▶ INFORMATION SUPPLIED:

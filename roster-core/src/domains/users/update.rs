use tracing::debug;

use crate::app::App;
use crate::common::messages::{DomainUpdate, Effect};
use crate::domains::users::messages::Message;
use crate::domains::users::store::{FetchOutcome, FetchTicket, MutationKind};

pub const CREATED_TOAST: &str = "User created successfully!";
pub const UPDATED_TOAST: &str = "User updated successfully!";
pub const SAVE_FAILED_TOAST: &str = "Failed to save user.";
pub const DELETED_TOAST: &str = "User deleted successfully!";
pub const DELETE_FAILED_TOAST: &str = "Failed to delete user.";

fn fetch(app: &mut App, page: u32) -> DomainUpdate {
    let ticket = app.users.begin_fetch(page);
    DomainUpdate::effect(Effect::FetchUsers(ticket))
}

fn refetch(ticket: Option<FetchTicket>) -> DomainUpdate {
    match ticket {
        Some(ticket) => DomainUpdate::effect(Effect::FetchUsers(ticket)),
        None => DomainUpdate::none(),
    }
}

/// Handle user collection messages
pub fn update_users(app: &mut App, message: Message) -> DomainUpdate {
    debug!(message = message.name(), "users update");

    let completion = matches!(
        message,
        Message::PageLoaded(..)
            | Message::UserCreated(_)
            | Message::UserUpdated(..)
            | Message::UserDeleted(..)
    );
    if completion && !app.session.is_authenticated() {
        debug!(message = message.name(), "dropping response for ended session");
        app.users.abandon();
        return DomainUpdate::none();
    }

    match message {
        Message::Refresh => {
            let page = app.users.current_page();
            fetch(app, page)
        }
        Message::GoToPage(page) => {
            let total_pages = app.users.total_pages();
            if total_pages > 0 && page > total_pages {
                return DomainUpdate::none();
            }
            app.view.selected = 0;
            fetch(app, page)
        }
        Message::NextPage => {
            if !app.users.has_next() {
                return DomainUpdate::none();
            }
            app.view.selected = 0;
            let page = app.users.current_page() + 1;
            fetch(app, page)
        }
        Message::PreviousPage => {
            if !app.users.has_previous() {
                return DomainUpdate::none();
            }
            app.view.selected = 0;
            let page = app.users.current_page() - 1;
            fetch(app, page)
        }
        Message::PageLoaded(ticket, outcome) => {
            match app.users.finish_fetch(ticket, outcome) {
                FetchOutcome::Applied => {
                    app.view.clamp_selection(app.users.users());
                }
                FetchOutcome::Stale => {}
                FetchOutcome::Failed(message) => {
                    app.toasts.error(message);
                }
            }
            DomainUpdate::none()
        }
        Message::UserCreated(outcome) => {
            match app.users.finish_mutation(MutationKind::Create, outcome) {
                Ok(ticket) => {
                    app.view.editor = None;
                    app.toasts.success(CREATED_TOAST);
                    refetch(ticket)
                }
                Err(_) => {
                    app.toasts.error(SAVE_FAILED_TOAST);
                    DomainUpdate::none()
                }
            }
        }
        Message::UserUpdated(user_id, outcome) => {
            match app.users.finish_mutation(MutationKind::Update, outcome) {
                Ok(ticket) => {
                    debug!(%user_id, "user updated");
                    app.view.editor = None;
                    app.toasts.success(UPDATED_TOAST);
                    refetch(ticket)
                }
                Err(_) => {
                    app.toasts.error(SAVE_FAILED_TOAST);
                    DomainUpdate::none()
                }
            }
        }
        Message::UserDeleted(user_id, outcome) => {
            app.view.delete.cancel();
            match app.users.finish_mutation(MutationKind::Delete, outcome) {
                Ok(ticket) => {
                    debug!(%user_id, "user deleted");
                    app.toasts.success(DELETED_TOAST);
                    refetch(ticket)
                }
                Err(_) => {
                    app.toasts.error(DELETE_FAILED_TOAST);
                    DomainUpdate::none()
                }
            }
        }
    }
}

▶ YOUR GOAL: Work out how many lines in the entries contain the string "FetchUsers", then reply with that number and nothing more.

▶ WRITTEN SOLUTION: 2